The issues they have with the cameras are serious, even if they have found some work-around solutions to hold the department over until replacements are purchased. Some of the in-car cameras aren’t automatically turned on when they’re supposed to, which is whenever the red lights come on. If the officer catches it, he can manually turn the camera on.
The GPS systems in those cameras are also hit and miss these days. The GPS feature helps officers mark where different things happened. That way, if in the course of a pursuit something is thrown from the pursued vehicle, officers can go back and try to find it using the location given from the GPS’s log.
For the body cameras, the battery packs are wearing out and don’t hold their charges well.
Another ongoing issue faced with the existing setup is the storage and transfer of videos, which is apparently a tricky matter.
It requires two different ways to store data, depending on which camera is used. As he looks for new cameras, Stanwick hopes to purchase a system that’s standardized so they can use the same storage method for all footage, regardless if it came from a car camera or a body camera. That would help streamline the process.
“That is going to save us on storing the evidence so that we don’t have to have two separate ways to store evidence,” Stanwick said.
Brookings County Commissioner Lee Ann Pierce added that such a change could also benefit the court system when it relies on such videos.

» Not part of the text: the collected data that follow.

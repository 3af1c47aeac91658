//! Runtime configuration: optional YAML file, then `IDPSCIM_*` environment overrides.

use std::fmt;
use std::path::{Path, PathBuf};
use std::str::FromStr;

use serde::{Deserialize, Serialize};
use thiserror::Error;

pub const CONFIG_PATH_ENV: &str = "IDPSCIM_CONFIG";
pub const SUPPORTED_SYNC_METHOD: &str = "groups";

#[derive(Debug, Error)]
pub enum ConfigError {
    #[error("reading config file {path}: {source}")]
    Read {
        path: PathBuf,
        #[source]
        source: std::io::Error,
    },
    #[error("parsing config file {path}: {source}")]
    Parse {
        path: PathBuf,
        #[source]
        source: serde_yaml::Error,
    },
    #[error("invalid value {value:?} for {key}")]
    InvalidValue { key: &'static str, value: String },
    #[error("missing required setting {0}")]
    Missing(&'static str),
    #[error("sync method {0:?} is not supported; only \"groups\" is")]
    UnsupportedSyncMethod(String),
    #[error("reading secret {name} from {path}: {source}")]
    SecretFile {
        name: &'static str,
        path: PathBuf,
        #[source]
        source: std::io::Error,
    },
}

#[derive(Debug, Clone, Copy, Default, PartialEq, Eq, Serialize, Deserialize)]
#[serde(rename_all = "kebab-case")]
pub enum ApplyOrder {
    #[default]
    GroupsFirst,
    UsersFirst,
}

impl FromStr for ApplyOrder {
    type Err = ();

    fn from_str(s: &str) -> Result<Self, Self::Err> {
        match s.trim().to_ascii_lowercase().as_str() {
            "groups-first" | "groups_first" => Ok(Self::GroupsFirst),
            "users-first" | "users_first" => Ok(Self::UsersFirst),
            _ => Err(()),
        }
    }
}

impl fmt::Display for ApplyOrder {
    fn fmt(&self, f: &mut fmt::Formatter<'_>) -> fmt::Result {
        f.write_str(match self {
            Self::GroupsFirst => "groups-first",
            Self::UsersFirst => "users-first",
        })
    }
}

#[derive(Debug, Clone, Copy, Default, PartialEq, Eq, Serialize, Deserialize)]
#[serde(rename_all = "lowercase")]
pub enum StateBackend {
    #[default]
    File,
    Http,
}

impl FromStr for StateBackend {
    type Err = ();

    fn from_str(s: &str) -> Result<Self, Self::Err> {
        match s.trim().to_ascii_lowercase().as_str() {
            "file" => Ok(Self::File),
            "http" | "gcs" => Ok(Self::Http),
            _ => Err(()),
        }
    }
}

/// A credential given inline or as a path to a file holding it.
#[derive(Clone, Default, PartialEq, Eq, Serialize, Deserialize)]
pub struct SecretSource {
    #[serde(default, skip_serializing)]
    pub value: Option<String>,
    #[serde(default)]
    pub file: Option<PathBuf>,
}

impl SecretSource {
    pub fn is_configured(&self) -> bool {
        self.value.as_deref().is_some_and(|v| !v.trim().is_empty()) || self.file.is_some()
    }
}

impl fmt::Debug for SecretSource {
    fn fmt(&self, f: &mut fmt::Formatter<'_>) -> fmt::Result {
        f.debug_struct("SecretSource")
            .field("value", &self.value.as_ref().map(|_| "<redacted>"))
            .field("file", &self.file)
            .finish()
    }
}

#[derive(Debug, Clone, PartialEq, Eq, Serialize, Deserialize)]
#[serde(default)]
pub struct SyncConfig {
    pub directory_base_url: String,
    pub directory_customer: String,
    pub directory_token: SecretSource,
    pub scim_endpoint: String,
    pub scim_token: SecretSource,
    pub state_backend: StateBackend,
    /// Directory for the file backend, bucket name for the HTTP backend.
    pub state_bucket: String,
    pub state_key: String,
    pub state_endpoint: Option<String>,
    pub state_token: SecretSource,
    pub group_filters: Vec<String>,
    pub sync_method: String,
    pub apply_order: ApplyOrder,
    pub fetch_concurrency: usize,
    pub http_timeout_secs: u64,
    pub http_max_retries: usize,
    /// Zero disables the per-run deadline.
    pub run_timeout_secs: u64,
    pub scheduler_enabled: bool,
    pub sync_cron: String,
    pub user_agent: String,
}

impl Default for SyncConfig {
    fn default() -> Self {
        Self {
            directory_base_url: "https://admin.googleapis.com".to_string(),
            directory_customer: "my_customer".to_string(),
            directory_token: SecretSource::default(),
            scim_endpoint: String::new(),
            scim_token: SecretSource::default(),
            state_backend: StateBackend::File,
            state_bucket: "./state".to_string(),
            state_key: "idpscim/state.json".to_string(),
            state_endpoint: None,
            state_token: SecretSource::default(),
            group_filters: Vec::new(),
            sync_method: SUPPORTED_SYNC_METHOD.to_string(),
            apply_order: ApplyOrder::GroupsFirst,
            fetch_concurrency: 8,
            http_timeout_secs: 30,
            http_max_retries: 4,
            run_timeout_secs: 0,
            scheduler_enabled: false,
            sync_cron: "*/15 * * * *".to_string(),
            user_agent: format!("idpscim/{}", env!("CARGO_PKG_VERSION")),
        }
    }
}

fn parse_bool(value: &str) -> Option<bool> {
    match value.trim() {
        "1" | "true" | "TRUE" | "True" | "yes" => Some(true),
        "0" | "false" | "FALSE" | "False" | "no" | "" => Some(false),
        _ => None,
    }
}

fn parse_value<T: FromStr>(key: &'static str, value: String) -> Result<T, ConfigError> {
    value
        .trim()
        .parse()
        .map_err(|_| ConfigError::InvalidValue { key, value })
}

impl SyncConfig {
    /// Load the file named by `IDPSCIM_CONFIG` (if any), then apply environment overrides.
    pub fn from_env() -> Result<Self, ConfigError> {
        let path = std::env::var(CONFIG_PATH_ENV).ok().map(PathBuf::from);
        Self::load(path.as_deref())
    }

    pub fn load(path: Option<&Path>) -> Result<Self, ConfigError> {
        let mut config = match path {
            Some(path) => Self::from_yaml_file(path)?,
            None => Self::default(),
        };
        config.apply_overrides(|key| std::env::var(key).ok())?;
        Ok(config)
    }

    pub fn from_yaml_file(path: &Path) -> Result<Self, ConfigError> {
        let text = std::fs::read_to_string(path).map_err(|source| ConfigError::Read {
            path: path.to_path_buf(),
            source,
        })?;
        serde_yaml::from_str(&text).map_err(|source| ConfigError::Parse {
            path: path.to_path_buf(),
            source,
        })
    }

    /// Overlay settings from a key lookup; unset keys keep their current value.
    pub fn apply_overrides(
        &mut self,
        lookup: impl Fn(&str) -> Option<String>,
    ) -> Result<(), ConfigError> {
        if let Some(v) = lookup("IDPSCIM_DIRECTORY_BASE_URL") {
            self.directory_base_url = v;
        }
        if let Some(v) = lookup("IDPSCIM_DIRECTORY_CUSTOMER") {
            self.directory_customer = v;
        }
        if let Some(v) = lookup("IDPSCIM_DIRECTORY_TOKEN") {
            self.directory_token.value = Some(v);
        }
        if let Some(v) = lookup("IDPSCIM_DIRECTORY_TOKEN_FILE") {
            self.directory_token.file = Some(PathBuf::from(v));
        }
        if let Some(v) = lookup("IDPSCIM_SCIM_ENDPOINT") {
            self.scim_endpoint = v;
        }
        if let Some(v) = lookup("IDPSCIM_SCIM_TOKEN") {
            self.scim_token.value = Some(v);
        }
        if let Some(v) = lookup("IDPSCIM_SCIM_TOKEN_FILE") {
            self.scim_token.file = Some(PathBuf::from(v));
        }
        if let Some(v) = lookup("IDPSCIM_STATE_BACKEND") {
            self.state_backend = v.parse().map_err(|_| ConfigError::InvalidValue {
                key: "IDPSCIM_STATE_BACKEND",
                value: v.clone(),
            })?;
        }
        if let Some(v) = lookup("IDPSCIM_STATE_BUCKET") {
            self.state_bucket = v;
        }
        if let Some(v) = lookup("IDPSCIM_STATE_KEY") {
            self.state_key = v;
        }
        if let Some(v) = lookup("IDPSCIM_STATE_ENDPOINT") {
            self.state_endpoint = Some(v).filter(|v| !v.trim().is_empty());
        }
        if let Some(v) = lookup("IDPSCIM_STATE_TOKEN") {
            self.state_token.value = Some(v);
        }
        if let Some(v) = lookup("IDPSCIM_STATE_TOKEN_FILE") {
            self.state_token.file = Some(PathBuf::from(v));
        }
        if let Some(v) = lookup("IDPSCIM_GROUP_FILTERS") {
            self.group_filters = v
                .split(';')
                .map(str::trim)
                .filter(|f| !f.is_empty())
                .map(str::to_string)
                .collect();
        }
        if let Some(v) = lookup("IDPSCIM_SYNC_METHOD") {
            self.sync_method = v;
        }
        if let Some(v) = lookup("IDPSCIM_APPLY_ORDER") {
            self.apply_order = v.parse().map_err(|_| ConfigError::InvalidValue {
                key: "IDPSCIM_APPLY_ORDER",
                value: v.clone(),
            })?;
        }
        if let Some(v) = lookup("IDPSCIM_FETCH_CONCURRENCY") {
            self.fetch_concurrency = parse_value("IDPSCIM_FETCH_CONCURRENCY", v)?;
        }
        if let Some(v) = lookup("IDPSCIM_HTTP_TIMEOUT_SECS") {
            self.http_timeout_secs = parse_value("IDPSCIM_HTTP_TIMEOUT_SECS", v)?;
        }
        if let Some(v) = lookup("IDPSCIM_HTTP_MAX_RETRIES") {
            self.http_max_retries = parse_value("IDPSCIM_HTTP_MAX_RETRIES", v)?;
        }
        if let Some(v) = lookup("IDPSCIM_RUN_TIMEOUT_SECS") {
            self.run_timeout_secs = parse_value("IDPSCIM_RUN_TIMEOUT_SECS", v)?;
        }
        if let Some(v) = lookup("IDPSCIM_SCHEDULER_ENABLED") {
            self.scheduler_enabled = parse_bool(&v).ok_or(ConfigError::InvalidValue {
                key: "IDPSCIM_SCHEDULER_ENABLED",
                value: v,
            })?;
        }
        if let Some(v) = lookup("IDPSCIM_SYNC_CRON") {
            self.sync_cron = v;
        }
        if let Some(v) = lookup("IDPSCIM_USER_AGENT") {
            self.user_agent = v;
        }
        Ok(())
    }

    /// Reject configurations that cannot run, before any network I/O happens.
    pub fn validate(&self) -> Result<(), ConfigError> {
        if !self.sync_method.trim().eq_ignore_ascii_case(SUPPORTED_SYNC_METHOD) {
            return Err(ConfigError::UnsupportedSyncMethod(self.sync_method.clone()));
        }
        if self.directory_base_url.trim().is_empty() {
            return Err(ConfigError::Missing("directory_base_url"));
        }
        if !self.directory_token.is_configured() {
            return Err(ConfigError::Missing("directory_token"));
        }
        if self.scim_endpoint.trim().is_empty() {
            return Err(ConfigError::Missing("scim_endpoint"));
        }
        if !self.scim_token.is_configured() {
            return Err(ConfigError::Missing("scim_token"));
        }
        if self.state_bucket.trim().is_empty() {
            return Err(ConfigError::Missing("state_bucket"));
        }
        if self.state_key.trim().is_empty() {
            return Err(ConfigError::Missing("state_key"));
        }
        if self.state_backend == StateBackend::Http && self.state_endpoint.is_none() {
            return Err(ConfigError::Missing("state_endpoint"));
        }
        if self.fetch_concurrency == 0 {
            return Err(ConfigError::InvalidValue {
                key: "fetch_concurrency",
                value: "0".to_string(),
            });
        }
        if self.scheduler_enabled && self.sync_cron.trim().is_empty() {
            return Err(ConfigError::Missing("sync_cron"));
        }
        Ok(())
    }
}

“We don’t have a system right now that flows throughout our whole system smoothly because everybody has a different piece of the computer stuff – your office, the state’s attorney’s office and the defense attorney’s office. State’s attorney’s office is still mailing the videos out to people, and I’d like us when we start looking at buying a new program that we get a new program where those can be sent by email or another digital means as opposed to what we’re doing so that we’re a little more efficient than that.”
Since the cameras are all out of warranty, every time something needs to be fixed or replaced, it costs the sheriff’s office money.
Previously, all cameras bought by the department were paid for through grant money, Stanwick said. The new cameras will be paid for in his department’s 2018-2019 budget.